───── RECORDS SHOWN ─────
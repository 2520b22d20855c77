//! Periodic posting: an unsolicited fact on a fixed cadence, never gated by
//! the per-user cooldown.

use std::sync::Arc;
use std::time::Duration;

use async_trait::async_trait;
use thiserror::Error;
use tokio::sync::watch;
use tokio::task::JoinHandle;
use tokio::time::Instant;
use tracing::{debug, info, warn};

use factbot_catalog::FactResult;

use crate::FactLibrary;

/// Longest single wait; larger configured delays are clamped so the deadline
/// always fits in an `Instant`.
const MAX_WAIT: Duration = Duration::from_secs(100 * 365 * 24 * 60 * 60);

/// Where periodic posts go (the joined chat channel in production).
#[async_trait]
pub trait DeliverySink: Send + Sync {
    async fn deliver(&self, text: &str) -> anyhow::Result<()>;
}

#[derive(Debug, Clone)]
pub struct SchedulePlan {
    pub interval: Duration,
    pub recovery_delay: Duration,
    /// `None` selects across every theme.
    pub theme: Option<String>,
    pub prefix: String,
}

#[derive(Debug, Clone, Copy, Default, PartialEq, Eq)]
pub struct SchedulerStats {
    pub posted: u64,
    pub failures: u64,
}

#[derive(Debug, Error)]
pub enum PostError {
    #[error("no fact to post: {0:?}")]
    Unavailable(FactResult),
    #[error("delivery failed: {0:#}")]
    Delivery(anyhow::Error),
}

pub fn spawn_scheduler(
    library: Arc<FactLibrary>,
    sink: Arc<dyn DeliverySink>,
    plan: SchedulePlan,
    shutdown: watch::Receiver<bool>,
) -> JoinHandle<SchedulerStats> {
    tokio::spawn(run_scheduler(library, sink, plan, shutdown))
}

/// Wait, post, repeat until `shutdown` flips to `true` (or its sender is
/// dropped).  After a failed post the next attempt comes after
/// `recovery_delay` instead of the full interval.  The schedule is not
/// persisted: the first post is one full interval after start.
pub async fn run_scheduler(
    library: Arc<FactLibrary>,
    sink: Arc<dyn DeliverySink>,
    plan: SchedulePlan,
    mut shutdown: watch::Receiver<bool>,
) -> SchedulerStats {
    let mut stats = SchedulerStats::default();
    let mut wait = plan.interval;
    info!(
        interval_secs = plan.interval.as_secs(),
        theme = plan.theme.as_deref().unwrap_or("*"),
        "periodic posting started"
    );

    loop {
        if !wait_or_shutdown(deadline_after(wait), &mut shutdown).await {
            break;
        }

        match post_once(&library, sink.as_ref(), &plan).await {
            Ok(()) => {
                stats.posted += 1;
                wait = plan.interval;
                info!(posted = stats.posted, "periodic fact posted");
            }
            Err(err) => {
                stats.failures += 1;
                wait = plan.recovery_delay;
                warn!(
                    %err,
                    retry_in_secs = plan.recovery_delay.as_secs(),
                    "periodic post failed"
                );
            }
        }
    }

    info!(posted = stats.posted, failures = stats.failures, "periodic posting stopped");
    stats
}

async fn post_once(
    library: &FactLibrary,
    sink: &dyn DeliverySink,
    plan: &SchedulePlan,
) -> Result<(), PostError> {
    let fact = match library.select(plan.theme.as_deref()).await {
        FactResult::Fact(text) => text,
        other => return Err(PostError::Unavailable(other)),
    };
    let text = format!("{}{fact}", plan.prefix);
    sink.deliver(&text).await.map_err(PostError::Delivery)
}

fn deadline_after(wait: Duration) -> Instant {
    let now = Instant::now();
    now.checked_add(wait.min(MAX_WAIT))
        .unwrap_or_else(|| now + Duration::from_secs(24 * 60 * 60))
}

/// `false` once shutdown has been requested.
async fn wait_or_shutdown(deadline: Instant, shutdown: &mut watch::Receiver<bool>) -> bool {
    loop {
        if *shutdown.borrow() {
            return false;
        }
        tokio::select! {
            _ = tokio::time::sleep_until(deadline) => return true,
            changed = shutdown.changed() => {
                if changed.is_err() {
                    debug!("shutdown sender dropped");
                    return false;
                }
            }
        }
    }
}

#[cfg(test)]
mod tests {
    use std::sync::Mutex;

    use anyhow::bail;

    use super::*;
    use crate::testing::library_with;

    /// Fails the attempts whose index is listed; records when each attempt
    /// happened relative to `start`.
    struct ScriptedSink {
        start: Instant,
        fail_on: Vec<usize>,
        attempts: Mutex<Vec<(u64, String)>>,
    }

    impl ScriptedSink {
        fn new(fail_on: Vec<usize>) -> Self {
            Self {
                start: Instant::now(),
                fail_on,
                attempts: Mutex::new(Vec::new()),
            }
        }

        fn offsets(&self) -> Vec<u64> {
            self.attempts.lock().unwrap().iter().map(|(t, _)| *t).collect()
        }
    }

    #[async_trait]
    impl DeliverySink for ScriptedSink {
        async fn deliver(&self, text: &str) -> anyhow::Result<()> {
            let mut attempts = self.attempts.lock().unwrap();
            let index = attempts.len();
            attempts.push((self.start.elapsed().as_secs(), text.to_string()));
            if self.fail_on.contains(&index) {
                bail!("channel unavailable");
            }
            Ok(())
        }
    }

    fn plan(theme: Option<&str>) -> SchedulePlan {
        SchedulePlan {
            interval: Duration::from_secs(3600),
            recovery_delay: Duration::from_secs(60),
            theme: theme.map(str::to_string),
            prefix: "✨ Fact: ".to_string(),
        }
    }

    #[tokio::test(start_paused = true)]
    async fn posts_once_per_interval_with_prefix() {
        let library = library_with(vec![("spooky", vec!["Owls are silent flyers."])]);
        let sink = Arc::new(ScriptedSink::new(vec![]));
        let (tx, rx) = watch::channel(false);

        let handle = spawn_scheduler(library, sink.clone(), plan(Some("spooky")), rx);
        tokio::time::sleep(Duration::from_secs(3 * 3600 + 10)).await;
        tx.send(true).unwrap();
        let stats = handle.await.unwrap();

        assert_eq!(sink.offsets(), vec![3600, 7200, 10800]);
        assert_eq!(stats, SchedulerStats { posted: 3, failures: 0 });
        let attempts = sink.attempts.lock().unwrap();
        assert_eq!(attempts[0].1, "✨ Fact: Owls are silent flyers.");
    }

    #[tokio::test(start_paused = true)]
    async fn delivery_failure_retries_after_recovery_delay() {
        let library = library_with(vec![("spooky", vec!["bats", "owls"])]);
        let sink = Arc::new(ScriptedSink::new(vec![0]));
        let (tx, rx) = watch::channel(false);

        let handle = spawn_scheduler(library, sink.clone(), plan(Some("spooky")), rx);
        tokio::time::sleep(Duration::from_secs(3600 + 60 + 3600 + 10)).await;
        tx.send(true).unwrap();
        let stats = handle.await.unwrap();

        // Failure at 3600, retry 60s later, then back on the normal interval.
        assert_eq!(sink.offsets(), vec![3600, 3660, 7260]);
        assert_eq!(stats, SchedulerStats { posted: 2, failures: 1 });
    }

    #[tokio::test(start_paused = true)]
    async fn selection_failure_uses_recovery_delay_and_keeps_running() {
        let library = library_with(vec![("science", vec!["atoms"])]);
        let sink = Arc::new(ScriptedSink::new(vec![]));
        let (tx, rx) = watch::channel(false);

        // The configured theme does not exist, so every attempt fails.
        let handle = spawn_scheduler(library, sink.clone(), plan(Some("spooky")), rx);
        tokio::time::sleep(Duration::from_secs(3600 + 3 * 60 + 10)).await;
        tx.send(true).unwrap();
        let stats = handle.await.unwrap();

        assert!(sink.offsets().is_empty());
        assert_eq!(stats, SchedulerStats { posted: 0, failures: 4 });
    }

    #[tokio::test(start_paused = true)]
    async fn shutdown_interrupts_the_wait() {
        let library = library_with(vec![("spooky", vec!["bats"])]);
        let sink = Arc::new(ScriptedSink::new(vec![]));
        let (tx, rx) = watch::channel(false);

        let handle = spawn_scheduler(library, sink.clone(), plan(None), rx);
        tokio::time::sleep(Duration::from_secs(10)).await;
        tx.send(true).unwrap();
        let stats = handle.await.unwrap();

        assert_eq!(stats, SchedulerStats::default());
        assert!(sink.offsets().is_empty());
    }

    #[tokio::test(start_paused = true)]
    async fn huge_delays_are_clamped_instead_of_overflowing() {
        let library = library_with(vec![("spooky", vec!["bats"])]);
        let sink = Arc::new(ScriptedSink::new(vec![0]));
        let (tx, rx) = watch::channel(false);
        let plan = SchedulePlan {
            interval: Duration::from_secs(60),
            recovery_delay: Duration::from_secs(u64::MAX),
            ..plan(None)
        };

        let handle = spawn_scheduler(library, sink.clone(), plan, rx);
        tokio::time::sleep(Duration::from_secs(600)).await;
        tx.send(true).unwrap();
        let stats = handle.await.unwrap();

        assert_eq!(sink.offsets(), vec![60]);
        assert_eq!(stats, SchedulerStats { posted: 0, failures: 1 });
        assert!(deadline_after(Duration::MAX) > Instant::now());
    }

    #[tokio::test(start_paused = true)]
    async fn dropped_shutdown_sender_stops_the_loop() {
        let library = library_with(vec![("spooky", vec!["bats"])]);
        let sink = Arc::new(ScriptedSink::new(vec![]));
        let (tx, rx) = watch::channel(false);

        let handle = spawn_scheduler(library, sink, plan(None), rx);
        drop(tx);
        assert_eq!(handle.await.unwrap(), SchedulerStats::default());
    }
}
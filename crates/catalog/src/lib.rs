//! Fact catalog: themed fact storage, repeat-avoiding selection, and the
//! JSON directory format the bot ships its facts in.

pub mod error;
pub mod json;
pub mod recency;
pub mod selector;
pub mod store;

pub use error::CatalogError;
pub use json::JsonCatalog;
pub use recency::RecencyWindow;
pub use selector::{FactResult, Selector};
pub use store::{AddedFact, CatalogLoader, CatalogSink, CatalogStore, LoadEntry, LoadReport, Theme};
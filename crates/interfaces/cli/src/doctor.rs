//! `factbot doctor`: a setup check covering credentials, config, and the
//! fact files.

use std::env;
use std::path::Path;

use anyhow::{Result, bail};

use factbot_catalog::{CatalogLoader, JsonCatalog};
use factbot_config::AppConfig;

#[derive(Debug, Default)]
struct Report {
    lines: Vec<String>,
    problems: usize,
}

impl Report {
    fn ok(&mut self, text: impl AsRef<str>) {
        self.lines.push(format!("✅ {}", text.as_ref()));
    }

    fn problem(&mut self, text: impl AsRef<str>) {
        self.problems += 1;
        self.lines.push(format!("❌ {}", text.as_ref()));
    }

    fn note(&mut self, text: impl AsRef<str>) {
        self.lines.push(text.as_ref().to_string());
    }
}

pub fn run(config: &AppConfig, config_path: &Path) -> Result<()> {
    let report = check(config, config_path, Path::new(".env"));
    println!("factbot doctor");
    for line in &report.lines {
        println!("{line}");
    }
    if report.problems > 0 {
        bail!("{} problem(s) found", report.problems);
    }
    println!("everything looks ready");
    Ok(())
}

fn check(config: &AppConfig, config_path: &Path, dotenv_path: &Path) -> Report {
    let mut report = Report::default();

    if dotenv_path.exists() {
        report.ok(".env file found");
    } else {
        report.note(format!("no {} file; credentials must come from the environment", dotenv_path.display()));
    }

    match env::var("TWITCH_TOKEN") {
        Ok(token) if !token.trim().is_empty() => report.ok("TWITCH_TOKEN is set"),
        _ => report.problem("TWITCH_TOKEN is missing"),
    }
    if config.twitch.bot_username.trim().is_empty() {
        report.problem("bot username missing (BOT_USERNAME or [twitch].bot_username)");
    } else {
        report.ok(format!("bot username: {}", config.twitch.bot_username));
    }
    if config.twitch.channel.trim().is_empty() {
        report.problem("channel missing (CHANNEL_NAME or [twitch].channel)");
    } else {
        report.ok(format!("channel: #{}", config.twitch.channel));
    }

    if config_path.exists() {
        report.ok(format!("config file: {}", config_path.display()));
    } else {
        report.note(format!("no config file at {}; using defaults", config_path.display()));
    }

    let catalog = JsonCatalog::new(&config.facts.directory);
    match catalog.load() {
        Ok(entries) => {
            let mut total = 0;
            for entry in entries {
                match entry {
                    Ok(theme) => {
                        total += theme.facts.len();
                        report.ok(format!("{}: {} facts", theme.name, theme.facts.len()));
                    }
                    Err(err) => report.problem(err.to_string()),
                }
            }
            if total == 0 {
                report.problem(format!("no facts in {}", config.facts.directory));
            } else {
                report.note(format!("total facts available: {total}"));
            }
        }
        Err(err) => report.problem(err.to_string()),
    }

    if config.posting.auto_post {
        if let Some(theme) = config.default_theme() {
            let path = catalog.theme_path(theme);
            if !path.exists() {
                report.problem(format!("default theme '{theme}' has no file at {}", path.display()));
            }
        }
    }

    report
}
─────
WHAT NEEDS TO BE DONE => Give the number of lines in the records above in which the word "SchedulePlan" appears. Include no other text.

PROBLEM SOLUTION => 7